2. How does machine translation work?
Machine translation has a very long history: the very first translation engines demonstrated in the 1950s were closer to actual machines than computers, often relying on the input of physical punch cards. Today, the translation technology is advanced and continuously improving.
There are several different types of MT approaches such as rule-based, statistical, example-based, and as the technology has progressed, the older systems have been replaced by newer, more effective technologies. The most significant developments of the past decade have been the advent of neural machine translation and artificial intelligence.

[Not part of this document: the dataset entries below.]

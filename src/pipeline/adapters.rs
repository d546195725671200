use async_trait::async_trait;
use tokio::sync::mpsc::{Receiver, Sender};

use crate::error::Result;
use crate::pipeline::cancel::CancelToken;
use crate::pipeline::pipe::Pipe;

/// map: I -> N
pub struct MapPipe<F>(pub F);

#[async_trait]
impl<I, N, F> Pipe<I, N> for MapPipe<F>
where
    I: Send + 'static,
    N: Send + 'static,
    F: Fn(I) -> N + Send + Sync + 'static,
{
    fn stage_name(&self) -> &'static str {
        "map"
    }

    async fn process(
        &self,
        mut input: Receiver<I>,
        output: Sender<N>,
        _buffer: usize,
        cancel: CancelToken,
    ) -> Result<()> {
        loop {
            tokio::select! {
                _ = cancel.cancelled() => break,
                msg = input.recv() => {
                    let Some(v) = msg else { break; };
                    if output.send((self.0)(v)).await.is_err() {
                        #[cfg(feature = "tracing")]
                        tracing::event!(tracing::Level::INFO, event = "fanpipe.downstream.closed", stage = "map", "fanpipe.downstream.closed");
                        break;
                    }
                }
            }
        }
        Ok(())
    }
}

pub struct FilterPipe<P>(pub P);

#[async_trait]
impl<T, P> Pipe<T, T> for FilterPipe<P>
where
    T: Send + 'static,
    P: Fn(&T) -> bool + Send + Sync + 'static,
{
    fn stage_name(&self) -> &'static str {
        "filter"
    }

    async fn process(
        &self,
        mut input: Receiver<T>,
        output: Sender<T>,
        _buffer: usize,
        cancel: CancelToken,
    ) -> Result<()> {
        loop {
            tokio::select! {
                _ = cancel.cancelled() => break,
                msg = input.recv() => {
                    let Some(v) = msg else { break; };
                    if (self.0)(&v) && output.send(v).await.is_err() {
                        break;
                    }
                }
            }
        }
        Ok(())
    }
}

/// filter_map: I -> Option<N>; `None` drops the item.
pub struct FilterMapPipe<F>(pub F);

#[async_trait]
impl<I, N, F> Pipe<I, N> for FilterMapPipe<F>
where
    I: Send + 'static,
    N: Send + 'static,
    F: Fn(I) -> Option<N> + Send + Sync + 'static,
{
    fn stage_name(&self) -> &'static str {
        "filter_map"
    }

    async fn process(
        &self,
        mut input: Receiver<I>,
        output: Sender<N>,
        _buffer: usize,
        cancel: CancelToken,
    ) -> Result<()> {
        loop {
            tokio::select! {
                _ = cancel.cancelled() => break,
                msg = input.recv() => {
                    let Some(v) = msg else { break; };
                    let Some(mapped) = (self.0)(v) else { continue; };
                    if output.send(mapped).await.is_err() {
                        break;
                    }
                }
            }
        }
        Ok(())
    }
}

pub struct InspectPipe<F>(pub F);

#[async_trait]
impl<T, F> Pipe<T, T> for InspectPipe<F>
where
    T: Send + 'static,
    F: Fn(&T) + Send + Sync + 'static,
{
    fn stage_name(&self) -> &'static str {
        "inspect"
    }

    async fn process(
        &self,
        mut input: Receiver<T>,
        output: Sender<T>,
        _buffer: usize,
        cancel: CancelToken,
    ) -> Result<()> {
        loop {
            tokio::select! {
                _ = cancel.cancelled() => break,
                msg = input.recv() => {
                    let Some(v) = msg else { break; };
                    (self.0)(&v);
                    if output.send(v).await.is_err() {
                        break;
                    }
                }
            }
        }
        Ok(())
    }
}
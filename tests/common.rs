#![allow(dead_code)]

use std::sync::{Arc, Mutex};

use async_trait::async_trait;
use fanpipe::error::{Error, Result};
use fanpipe::pipeline::cancel::CancelToken;
use fanpipe::pipeline::pipe::Pipe;
use tokio::sync::mpsc::{Receiver, Sender};

#[derive(Clone)]
pub struct VecSource<T> {
    items: Vec<T>,
    strict_downstream: bool,
}

impl<T> VecSource<T> {
    pub fn new(items: Vec<T>) -> Self {
        Self {
            items,
            strict_downstream: false,
        }
    }

    pub fn strict_downstream(mut self, strict: bool) -> Self {
        self.strict_downstream = strict;
        self
    }
}

#[async_trait]
impl<T> Pipe<(), T> for VecSource<T>
where
    T: Send + Sync + Clone + 'static,
{
    async fn process(
        &self,
        mut input: Receiver<()>,
        output: Sender<T>,
        _buffer: usize,
        cancel: CancelToken,
    ) -> Result<()> {
        tokio::select! {
            _ = cancel.cancelled() => return Ok(()),
            _ = input.recv() => {}
        }

        let items = self.items.clone();
        for item in items {
            if cancel.is_cancelled() {
                break;
            }
            if output.send(item).await.is_err() {
                // Downstream closing due to cancellation is expected and graceful.
                if self.strict_downstream && !cancel.is_cancelled() {
                    return Err(Error::pipeline("downstream receiver closed unexpectedly"));
                }
                break;
            }
        }
        Ok(())
    }
}

pub struct CollectSink<T> {
    out: Arc<Mutex<Vec<T>>>,
}

impl<T> CollectSink<T> {
    pub fn new(out: Arc<Mutex<Vec<T>>>) -> Self {
        Self { out }
    }
}

#[async_trait]
impl<T> Pipe<T, ()> for CollectSink<T>
where
    T: Send + Sync + 'static,
{
    async fn process(
        &self,
        mut input: Receiver<T>,
        _output: Sender<()>,
        _buffer: usize,
        cancel: CancelToken,
    ) -> Result<()> {
        loop {
            tokio::select! {
                _ = cancel.cancelled() => break,
                msg = input.recv() => {
                    let Some(v) = msg else { break; };
                    self.out.lock().expect("mutex poisoned").push(v);
                }
            }
        }
        Ok(())
    }
}
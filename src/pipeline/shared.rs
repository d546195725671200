use std::sync::Arc;

use tokio::sync::mpsc::Receiver;
use tokio::sync::Mutex;

/// Cloneable handle letting a pool of stages compete for one input stream.
///
/// Each `recv` locks the underlying receiver for the duration of that one
/// receive, so items are handed to whichever pool member asks first and are
/// never duplicated. Dropping a `recv` future mid-wait releases the lock.
pub struct SharedReceiver<T> {
    inner: Arc<Mutex<Receiver<T>>>,
}

impl<T> Clone for SharedReceiver<T> {
    fn clone(&self) -> Self {
        Self {
            inner: self.inner.clone(),
        }
    }
}

impl<T> SharedReceiver<T> {
    pub fn new(receiver: Receiver<T>) -> Self {
        Self {
            inner: Arc::new(Mutex::new(receiver)),
        }
    }

    pub async fn recv(&self) -> Option<T> {
        self.inner.lock().await.recv().await
    }
}
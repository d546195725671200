use std::time::Duration;

use async_trait::async_trait;
use fanpipe::error::Result;
use fanpipe::pipeline::cancel::CancelToken;
use fanpipe::pipeline::pipe::Pipe;
use fanpipe::pipeline::runtime::Runtime;
use tokio::sync::mpsc::{Receiver, Sender};

struct NeverEnding;

#[async_trait]
impl Pipe<(), ()> for NeverEnding {
    async fn process(
        &self,
        mut input: Receiver<()>,
        _output: Sender<()>,
        _buffer: usize,
        cancel: CancelToken,
    ) -> Result<()> {
        let _ = input.recv().await;

        loop {
            tokio::select! {
                _ = cancel.cancelled() => break,
                _ = tokio::time::sleep(Duration::from_millis(50)) => {}
            }
        }

        Ok(())
    }
}

#[tokio::test]
async fn cancel_stops_pipeline() -> Result<()> {
    let rt = Runtime::new().buffer(8);
    let (tx, _rx, cancel, handle) = rt.spawn(NeverEnding);

    tx.send(()).await.ok();
    cancel.cancel();

    // must finish quickly; hanging here is the failure mode
    handle.await??;
    Ok(())
}

#[tokio::test]
async fn repeated_cancel_is_a_noop() {
    let token = CancelToken::default();
    token.cancel();
    token.cancel();
    token.cancel();
    assert!(token.is_cancelled());
}

#[tokio::test]
async fn concurrent_cancel_is_safe() {
    let token = CancelToken::default();

    let mut triggers = Vec::new();
    for _ in 0..8 {
        let token = token.clone();
        triggers.push(tokio::spawn(async move { token.cancel() }));
    }
    for trigger in triggers {
        trigger.await.expect("trigger task panicked");
    }

    assert!(token.is_cancelled());
}

#[tokio::test]
async fn all_waiters_observe_the_transition() {
    let token = CancelToken::default();

    let mut waiters = Vec::new();
    for _ in 0..4 {
        let token = token.clone();
        waiters.push(tokio::spawn(async move { token.cancelled().await }));
    }

    // Let waiters park before triggering.
    tokio::time::sleep(Duration::from_millis(10)).await;
    token.cancel();

    for waiter in waiters {
        tokio::time::timeout(Duration::from_millis(300), waiter)
            .await
            .expect("waiter missed the cancellation")
            .expect("waiter task panicked");
    }
}

#[tokio::test]
async fn waiting_after_cancel_returns_immediately() {
    let token = CancelToken::default();
    token.cancel();

    tokio::time::timeout(Duration::from_millis(100), token.cancelled())
        .await
        .expect("cancelled() must resolve immediately on a triggered token");
}

#[tokio::test]
async fn cancel_racing_registration_is_not_lost() {
    // Hammer the cancel()/cancelled() race; a lost wakeup shows up as a hang.
    for _ in 0..200 {
        let token = CancelToken::default();
        let waiter = {
            let token = token.clone();
            tokio::spawn(async move { token.cancelled().await })
        };
        let trigger = {
            let token = token.clone();
            tokio::spawn(async move { token.cancel() })
        };

        tokio::time::timeout(Duration::from_millis(500), waiter)
            .await
            .expect("waiter lost a racing cancellation")
            .expect("waiter task panicked");
        trigger.await.expect("trigger task panicked");
    }
}
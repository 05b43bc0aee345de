use std::collections::BTreeMap;

use serde::{Deserialize, Serialize};

use crate::{Coord, PlayerId};

/// Each player's uncommitted path, oldest cell first.
///
/// Between ticks a trail either grows at the end or is reset to empty (when
/// the path is committed or its owner dies). Anything else is a bug in
/// whatever produced the snapshot.
#[derive(Clone, Debug, Default, Deserialize, Eq, PartialEq, Serialize)]
#[serde(transparent)]
pub struct TrailSet(BTreeMap<PlayerId, Vec<Coord>>);

impl TrailSet {
    pub fn new() -> Self {
        TrailSet::default()
    }

    /// Trail of `player`; players with no entry have an empty trail.
    pub fn trail(&self, player: PlayerId) -> &[Coord] {
        self.0.get(&player).map(Vec::as_slice).unwrap_or(&[])
    }

    pub fn insert(&mut self, player: PlayerId, trail: Vec<Coord>) -> Option<Vec<Coord>> {
        self.0.insert(player, trail)
    }

    pub fn push(&mut self, player: PlayerId, coord: Coord) {
        self.0.entry(player).or_default().push(coord);
    }

    pub fn clear_trail(&mut self, player: PlayerId) {
        if let Some(trail) = self.0.get_mut(&player) {
            trail.clear();
        }
    }

    /// Players with an entry, in ascending order, including empty trails.
    pub fn players(&self) -> impl Iterator<Item = PlayerId> + '_ {
        self.0.keys().copied()
    }

    pub fn iter(&self) -> impl Iterator<Item = (PlayerId, &[Coord])> + '_ {
        self.0.iter().map(|(player, trail)| (*player, trail.as_slice()))
    }

    /// Total number of trail cells across all players.
    pub fn node_count(&self) -> usize {
        self.0.values().map(Vec::len).sum()
    }

    pub fn is_empty(&self) -> bool {
        self.node_count() == 0
    }
}

impl FromIterator<(PlayerId, Vec<Coord>)> for TrailSet {
    fn from_iter<I: IntoIterator<Item = (PlayerId, Vec<Coord>)>>(iter: I) -> Self {
        TrailSet(iter.into_iter().collect())
    }
}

Neural machine translation
Neural machine translation (NMT) is an approach built on deep neural networks. There are a variety of network architectures used in NMT but typically, the network can be divided into two components: an encoder which reads the input sentence and generates a representation suitable for translation, and a decoder which generates the actual translation. Words and even whole sentences are represented as vectors of real numbers in NMT. Compared to the previous generation of MT, NMT generates outputs which tend to be more fluent and grammatically accurate. SMT only evaluates the fluency of a sentence a couple of words at a time whereas NMT evaluates fluency for the entire sentence.
Machine translation data
Machine translation works on training data. The data can be generic or custom depending on your needs. Generic MT engines, like Google Translate, Microsoft Translator, and Amazon Translate are for more general-purposes and are not trained with data for a specific domain or topic. Data is continuously collected and used to improve the output. Custom MT engines, on the other hand, are more fine-tuned as they are trained with specific data, resulting in more accurate MT output (and more data protection) but also come with a higher price tag.
3. What are the benefits of machine translation?
Machine translation has several significant advantages over traditional translation that make it a very attractive proposition for businesses:
- It’s fast: MT engines today are able to handle large volumes of content and translate them near-instantaneously.
- It’s scalable: MT engines can easily handle one document or thousand.
- It’s cost-effective: Some estimates suggest MT is roughly a thousand times cheaper.
However, you always need to bear in mind that machine translation doesn’t fit all use cases and all content types. Human translation or post-editing, is still the gold standard for translations that demand perfect quality.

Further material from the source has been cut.